ML Commentary

Notes and summaries of machine learning papers.

Exploring the Limits of Large Scale Pre-training (https://arxiv.org/abs/2110.02095)

This is an amazing paper which trains/analyses more than 4800 models to investigate vision pre-training and transfer learning, so I will comment on all sections of the paper.

The paper starts off by describing a recent, but common view that scaling up the model size and the amount of pre-training data improves performance on the pre-training/upstream (US) task, and downstream (DS) tasks. Crucially, this view holds that these improvements don't saturate as one scales up, i.e. that better performance can always be achieved with more data and larger models. If this were true, it would imply that investing large amounts of resources in pre-training large models would be worth it because we can simply finetune this model on any DS task later on - as opposed to training models from scratch for every individual task.

My take-away from this paper is that this view is partially true.

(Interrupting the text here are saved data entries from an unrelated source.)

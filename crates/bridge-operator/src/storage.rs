//! Storage tier subcommand

use std::sync::Arc;

use kube::Client;
use tokio::signal::unix::{signal, SignalKind};
use tokio_util::sync::CancellationToken;
use tracing::{info, warn};

use bridge_common::config::{StorageBackendKind, StorageServerConfig};
use bridge_storage::configmap::ConfigMapStorage;
use bridge_storage::server::serve;
use bridge_storage::{
    BridgeStorage, CatalogNotifier, LocationNotifier, MemoryStorage, NoopNotifier, StorageState,
};

/// Serve the storage tier until SIGTERM or ctrl-c
pub async fn run(config: &StorageServerConfig) -> anyhow::Result<()> {
    let storage: Arc<dyn BridgeStorage> = match config.backend {
        StorageBackendKind::Memory => Arc::new(MemoryStorage::new()),
        StorageBackendKind::ConfigMap => {
            let client = Client::try_default().await?;
            Arc::new(ConfigMapStorage::new(client, &config.namespace))
        }
    };

    let notifier: Arc<dyn CatalogNotifier> = match &config.location_url {
        Some(url) => {
            info!(
                location_url = %url,
                public_url = %config.public_url,
                "Notifying location service"
            );
            Arc::new(LocationNotifier::new(url, &config.public_url, config.http_timeout)?)
        }
        None => {
            warn!("LOCATION_URL not set, imports and removals will not be announced");
            Arc::new(NoopNotifier)
        }
    };

    let shutdown = CancellationToken::new();
    tokio::spawn(cancel_on_signal(shutdown.clone()));

    serve(config, Arc::new(StorageState::new(storage, notifier)), shutdown).await?;
    Ok(())
}

/// Cancel `token` on SIGTERM or ctrl-c
async fn cancel_on_signal(token: CancellationToken) {
    let mut terminate = match signal(SignalKind::terminate()) {
        Ok(stream) => stream,
        Err(e) => {
            warn!(error = %e, "Failed to install SIGTERM handler, only ctrl-c stops the server");
            if tokio::signal::ctrl_c().await.is_ok() {
                token.cancel();
            }
            return;
        }
    };
    tokio::select! {
        _ = terminate.recv() => info!("Received SIGTERM"),
        _ = tokio::signal::ctrl_c() => info!("Received ctrl-c"),
    }
    token.cancel();
}
//! Storage tier for normalized catalog records
//!
//! The normalizer pushes records here through [`client::StorageClient`];
//! the catalog importer reads them back through the same HTTP surface.
//! Records live behind the [`backend::BridgeStorage`] key/value trait.

#![deny(missing_docs)]

pub mod backend;
pub mod client;
pub mod configmap;
pub mod notifier;
pub mod server;
pub mod wire;

pub use backend::{BridgeStorage, MemoryStorage};
pub use client::{StorageClient, StorageRestClient, UpsertOutcome};
pub use notifier::{CatalogNotifier, LocationNotifier, NoopNotifier};
pub use server::{storage_router, StorageState};
pub use wire::{DiscoverResponse, PostBody, Provenance, StoredRecord, UpsertResponse};

/// Name of the ConfigMap holding records for the ConfigMap backend
pub const STORAGE_CONFIGMAP_NAME: &str = "bac-import-model";
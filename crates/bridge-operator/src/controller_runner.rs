//! Controller runner - wires the normalizer into a kube controller
//!
//! Three tasks share one [`Normalizer`]:
//! - the InferenceService controller, one reconcile cycle per event
//! - a deletion watcher, since the controller never sees deleted objects
//! - the periodic full pass, which is the only deletion path

use std::pin::pin;
use std::sync::Arc;

use futures::StreamExt;
use kube::runtime::controller::Config as ControllerConfig;
use kube::runtime::watcher::{self, Config as WatcherConfig, Event};
use kube::runtime::{Controller, WatchStreamExt};
use kube::{Api, Client, ResourceExt};
use tokio_util::sync::CancellationToken;
use tracing::{debug, error, info, warn};

use bridge_common::config::{NormalizerConfig, NormalizerSettings};
use bridge_common::crd::InferenceService;
use bridge_normalizer::controller::{error_policy, reconcile, run_pass_loop, Context};
use bridge_normalizer::{KubeDeploymentSource, Normalizer};
use bridge_registry::discovery::KubeRouteResolver;
use bridge_storage::StorageRestClient;

use crate::startup::wait_for_inference_services;

/// Watcher timeout (seconds) - must be less than client read_timeout (30s)
const WATCH_TIMEOUT_SECS: u32 = 25;

/// Run the normalizer until a shutdown signal arrives
pub async fn run(settings: &NormalizerSettings) -> anyhow::Result<()> {
    let config = NormalizerConfig::from_settings(settings)?;
    info!(
        format = %config.format,
        polling_interval = ?config.polling_interval,
        storage_url = %config.storage_url,
        registry_routes = config.route_hints.len(),
        registry_urls = config.registry_urls.len(),
        "Starting normalizer"
    );

    let client = Client::try_default().await?;
    wait_for_inference_services(&client).await?;

    let normalizer = Arc::new(
        Normalizer::from_config(
            &config,
            Arc::new(KubeRouteResolver::new(client.clone())),
            Arc::new(KubeDeploymentSource::new(client.clone())),
            Arc::new(StorageRestClient::new(&config.storage_url, config.http_timeout)?),
        )
        .await,
    );

    let cancel = CancellationToken::new();
    let passes = tokio::spawn(run_pass_loop(
        normalizer.clone(),
        config.polling_interval,
        cancel.clone(),
    ));
    let deletions = tokio::spawn(watch_deletions(
        Api::all(client.clone()),
        normalizer.clone(),
        cancel.clone(),
    ));

    run_controller(client, normalizer, cancel.clone(), config.max_concurrent_reconciles).await;

    info!("Controller stopped, shutting down background tasks");
    cancel.cancel();
    passes.await?;
    deletions.await?;
    Ok(())
}

/// Run the InferenceService controller until a shutdown signal arrives
async fn run_controller(
    client: Client,
    normalizer: Arc<Normalizer>,
    cancel: CancellationToken,
    concurrency: u16,
) {
    let ctx = Arc::new(Context::new(normalizer, cancel));
    let services: Api<InferenceService> = Api::all(client);

    info!(concurrency, "- InferenceService controller");

    Controller::new(services, WatcherConfig::default().timeout(WATCH_TIMEOUT_SECS))
        .with_config(ControllerConfig::default().concurrency(concurrency))
        .shutdown_on_signal()
        .run(reconcile, error_policy, ctx)
        .for_each(log_reconcile_result("InferenceService"))
        .await;
}

/// Request a full pass for every deleted InferenceService
async fn watch_deletions(
    api: Api<InferenceService>,
    normalizer: Arc<Normalizer>,
    cancel: CancellationToken,
) {
    let mut events =
        pin!(watcher::watcher(api, WatcherConfig::default().timeout(WATCH_TIMEOUT_SECS))
            .default_backoff());

    loop {
        let event = tokio::select! {
            _ = cancel.cancelled() => break,
            event = events.next() => event,
        };
        match event {
            Some(Ok(Event::Delete(isvc))) => {
                info!(
                    name = %isvc.name_any(),
                    namespace = ?isvc.namespace(),
                    "InferenceService deleted, requesting full pass"
                );
                normalizer.request_pass();
            }
            Some(Ok(_)) => {}
            Some(Err(e)) => warn!(error = %e, "InferenceService deletion watch error"),
            None => break,
        }
    }
    debug!("Deletion watcher stopped");
}

fn log_reconcile_result<T: std::fmt::Debug, E: std::fmt::Debug>(
    controller_name: &'static str,
) -> impl Fn(Result<T, E>) -> std::future::Ready<()> {
    move |result| {
        match result {
            Ok(action) => debug!(?action, "{} reconciliation completed", controller_name),
            Err(e) => error!(error = ?e, "{} reconciliation error", controller_name),
        }
        std::future::ready(())
    }
}
//! Deployments as the normalizer sees them
//!
//! [`DeploymentRef`] is a read-only snapshot of one InferenceService: its
//! identity, labels and annotations, and the status fields the readiness
//! gate and the field merger need.

use std::collections::BTreeMap;

use chrono::DateTime;
use kube::ResourceExt;

use bridge_common::crd::{
    InferenceService, InferenceServiceStatus, INGRESS_READY, PREDICTOR_READY, READY,
    TRANSITION_UP_TO_DATE,
};
use bridge_common::{Error, ANNOTATION_PREFIX, MODEL_VERSION_ID_LABEL, REGISTERED_MODEL_ID_LABEL};

/// Snapshot of one model-serving deployment
#[derive(Clone, Debug, Default, PartialEq)]
pub struct DeploymentRef {
    /// Namespace
    pub namespace: String,
    /// Name
    pub name: String,
    /// Labels, possibly carrying registry correlation hints
    pub labels: BTreeMap<String, String>,
    /// Annotations, possibly carrying catalog properties
    pub annotations: BTreeMap<String, String>,
    /// Externally reachable URL reported in status
    pub status_url: Option<String>,
    /// Where the served model was loaded from
    pub artifact_location: Option<String>,
    /// Model framework, lowercased, with version when known
    pub model_format: Option<String>,
    /// Serving status as reported by the runtime
    pub status: InferenceServiceStatus,
}

/// Registry ids carried by a deployment's labels
#[derive(Clone, Debug, PartialEq, Eq)]
pub struct RegistryHints {
    /// Registered model id
    pub registered_model_id: String,
    /// Model version id
    pub model_version_id: String,
}

/// Outcome of the readiness gate
#[derive(Clone, Copy, Debug, PartialEq, Eq)]
pub enum Readiness {
    /// Serving and reachable
    Ready,
    /// Not yet usable; the reason names the first unmet requirement
    NotReady(&'static str),
}

/// Cluster-side details looked up next to the deployment
#[derive(Clone, Debug, Default, PartialEq, Eq)]
pub struct ServingDetails {
    /// `http://<svc>.<ns>.svc.cluster.local[:port]` of the predictor service
    pub internal_url: Option<String>,
    /// Whether a service account owned by the deployment exists
    pub authentication: bool,
}

impl DeploymentRef {
    /// Snapshot an InferenceService
    pub fn from_resource(isvc: &InferenceService) -> Result<Self, Error> {
        let name = isvc.name_any();
        let namespace = isvc
            .namespace()
            .ok_or_else(|| Error::validation_for(&name, "InferenceService must be namespaced"))?;
        let model = isvc.spec.predictor.model.as_ref();
        let model_format = model.and_then(|m| m.model_format.as_ref()).map(|f| {
            let tag = match &f.version {
                Some(v) if !v.is_empty() => format!("{}-{}", f.name, v),
                _ => f.name.clone(),
            };
            tag.to_ascii_lowercase()
        });

        let status = isvc.status.clone().unwrap_or_default();
        Ok(Self {
            namespace,
            name,
            labels: isvc.labels().clone(),
            annotations: isvc.annotations().clone(),
            status_url: status.url.clone().filter(|u| !u.is_empty()),
            artifact_location: model.and_then(|m| m.artifact_location()),
            model_format,
            status,
        })
    }

    /// `namespace/name`, for logs
    pub fn display_name(&self) -> String {
        format!("{}/{}", self.namespace, self.name)
    }

    /// Registry ids from labels, when both are present
    pub fn registry_hints(&self) -> Option<RegistryHints> {
        let rm = self.labels.get(REGISTERED_MODEL_ID_LABEL).filter(|v| !v.is_empty())?;
        let mv = self.labels.get(MODEL_VERSION_ID_LABEL).filter(|v| !v.is_empty())?;
        Some(RegistryHints {
            registered_model_id: rm.clone(),
            model_version_id: mv.clone(),
        })
    }

    /// Whether the registry manages this deployment (either id label is set)
    pub fn is_registry_managed(&self) -> bool {
        self.labels.contains_key(REGISTERED_MODEL_ID_LABEL)
            || self.labels.contains_key(MODEL_VERSION_ID_LABEL)
    }

    /// Catalog property set through an annotation.
    ///
    /// The annotation key is the prefix plus the property name lowercased
    /// with spaces removed, so `How to use` is read from
    /// `rhdh.modelcatalog.io/howtouse`.
    pub fn annotation_property(&self, property: &str) -> Option<String> {
        let key = format!(
            "{ANNOTATION_PREFIX}{}",
            property.to_lowercase().replace(' ', "")
        );
        self.annotations
            .get(&key)
            .map(|v| v.trim().to_string())
            .filter(|v| !v.is_empty())
    }

    /// Readiness gate for cluster-only catalog entries
    pub fn readiness(&self) -> Readiness {
        if self.status.conditions.is_empty() {
            return Readiness::NotReady("no status conditions");
        }
        let up_to_date = self
            .status
            .model_status
            .as_ref()
            .and_then(|m| m.transition_status.as_deref())
            == Some(TRANSITION_UP_TO_DATE);
        if !up_to_date {
            return Readiness::NotReady("model status not up to date");
        }
        for condition in [INGRESS_READY, PREDICTOR_READY, READY] {
            if !self.status.condition_is_true(condition) {
                return Readiness::NotReady(condition);
            }
        }
        if self.status_url.is_none() {
            return Readiness::NotReady("no status URL");
        }
        Readiness::Ready
    }

    /// Last-modified marker: the latest condition transition, epoch milliseconds
    pub fn last_update_millis(&self) -> u64 {
        self.status
            .conditions
            .iter()
            .filter_map(|c| c.last_transition_time.as_deref())
            .filter_map(|t| DateTime::parse_from_rfc3339(t).ok())
            .map(|t| t.timestamp_millis().max(0) as u64)
            .max()
            .unwrap_or(0)
    }
}

/// External and internal API URLs for a served deployment.
///
/// A status URL that is itself cluster-internal is replaced by the predictor
/// service URL, which then serves as both.
pub fn api_urls(status_url: &str, internal_url: Option<&str>) -> (String, Option<String>) {
    let internal = internal_url.filter(|u| !u.is_empty()).map(str::to_string);
    if status_url.contains("svc.cluster.local") {
        let url = internal.clone().unwrap_or_else(|| status_url.to_string());
        return (url, internal);
    }
    (status_url.to_string(), internal)
}


#[cfg(test)]
mod tests {
    use super::fixtures::*;
    use super::*;
    use bridge_common::crd::{InferenceServiceSpec, ModelFormat, ModelSpec, PredictorSpec};

    #[test]
    fn snapshot_reads_identity_model_and_status() {
        let mut isvc = InferenceService::new(
            "mnist-v1",
            InferenceServiceSpec {
                predictor: PredictorSpec {
                    model: Some(ModelSpec {
                        model_format: Some(ModelFormat {
                            name: "ONNX".to_string(),
                            version: Some("1".to_string()),
                        }),
                        storage_uri: Some("s3://models/mnist".to_string()),
                        ..Default::default()
                    }),
                    ..Default::default()
                },
            },
        );
        isvc.metadata.namespace = Some("ns".to_string());
        isvc.status = Some(InferenceServiceStatus {
            url: Some("https://kserve.example".to_string()),
            ..Default::default()
        });

        let deployment = DeploymentRef::from_resource(&isvc).unwrap();
        assert_eq!(deployment.display_name(), "ns/mnist-v1");
        assert_eq!(deployment.model_format.as_deref(), Some("onnx-1"));
        assert_eq!(deployment.artifact_location.as_deref(), Some("s3://models/mnist"));
        assert_eq!(deployment.status_url.as_deref(), Some("https://kserve.example"));
    }

    #[test]
    fn cluster_scoped_resource_is_rejected() {
        let isvc = InferenceService::new("mnist", InferenceServiceSpec::default());
        assert!(DeploymentRef::from_resource(&isvc).is_err());
    }

    #[test]
    fn ready_deployment_passes_gate() {
        let deployment = ready_deployment("ns", "mnist-v1", "https://kserve.example");
        assert_eq!(deployment.readiness(), Readiness::Ready);
    }

    #[test]
    fn each_unmet_requirement_blocks_gate() {
        let mut no_conditions = ready_deployment("ns", "m", "https://x");
        no_conditions.status.conditions.clear();
        assert!(matches!(no_conditions.readiness(), Readiness::NotReady(_)));

        let mut stale = ready_deployment("ns", "m", "https://x");
        stale.status.model_status = None;
        assert_eq!(stale.readiness(), Readiness::NotReady("model status not up to date"));

        let mut ingress_down = ready_deployment("ns", "m", "https://x");
        ingress_down.status.conditions[0].status = "False".to_string();
        assert_eq!(ingress_down.readiness(), Readiness::NotReady(INGRESS_READY));

        let mut no_url = ready_deployment("ns", "m", "https://x");
        no_url.status_url = None;
        assert_eq!(no_url.readiness(), Readiness::NotReady("no status URL"));
    }

    #[test]
    fn registry_hints_need_both_labels() {
        let deployment = ready_deployment("ns", "m", "https://x");
        assert!(deployment.registry_hints().is_none());
        assert!(!deployment.is_registry_managed());

        let labelled = labelled(deployment.clone(), "1", "2");
        assert_eq!(
            labelled.registry_hints(),
            Some(RegistryHints {
                registered_model_id: "1".to_string(),
                model_version_id: "2".to_string(),
            })
        );

        let mut half = deployment;
        half.labels
            .insert(REGISTERED_MODEL_ID_LABEL.to_string(), "1".to_string());
        assert!(half.registry_hints().is_none());
        assert!(half.is_registry_managed());
    }

    #[test]
    fn annotation_properties_use_folded_keys() {
        let mut deployment = DeploymentRef::default();
        deployment.annotations.insert(
            "rhdh.modelcatalog.io/howtouse".to_string(),
            "curl it".to_string(),
        );
        deployment
            .annotations
            .insert("rhdh.modelcatalog.io/owner".to_string(), "  ".to_string());
        assert_eq!(deployment.annotation_property("How to use").as_deref(), Some("curl it"));
        assert!(deployment.annotation_property("Owner").is_none());
    }

    #[test]
    fn marker_is_latest_transition() {
        let mut deployment = ready_deployment("ns", "m", "https://x");
        deployment.status.conditions[1].last_transition_time =
            Some("2025-03-01T00:00:00Z".to_string());
        assert_eq!(deployment.last_update_millis(), 1_740_787_200_000);
        assert_eq!(DeploymentRef::default().last_update_millis(), 0);
    }

    #[test]
    fn cluster_local_status_url_is_replaced_by_service_url() {
        let (external, internal) = api_urls(
            "http://mnist.ns.svc.cluster.local",
            Some("http://mnist-predictor.ns.svc.cluster.local:8080"),
        );
        assert_eq!(external, "http://mnist-predictor.ns.svc.cluster.local:8080");
        assert_eq!(internal.as_deref(), Some("http://mnist-predictor.ns.svc.cluster.local:8080"));

        let (external, internal) = api_urls("https://kserve.example", None);
        assert_eq!(external, "https://kserve.example");
        assert!(internal.is_none());
    }
}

The first observation (Fig 1) is that most few-shot DS tasks see substantial accuracy saturation, even as US accuracy continuously improves with more training resources. Put differently, for most few-shot DS tasks, you cannot simply invest more pre-training resources in order to increase your DS accuracy. By "few-shot" I mean both 1-shot and 25-shot, which freezes the model and trains a linear classifier head. Further, when I refer to US tasks this means supervised pre-training on JFT (Google's private 300M image dataset), and ImageNet21k (the publicly available 14M image dataset).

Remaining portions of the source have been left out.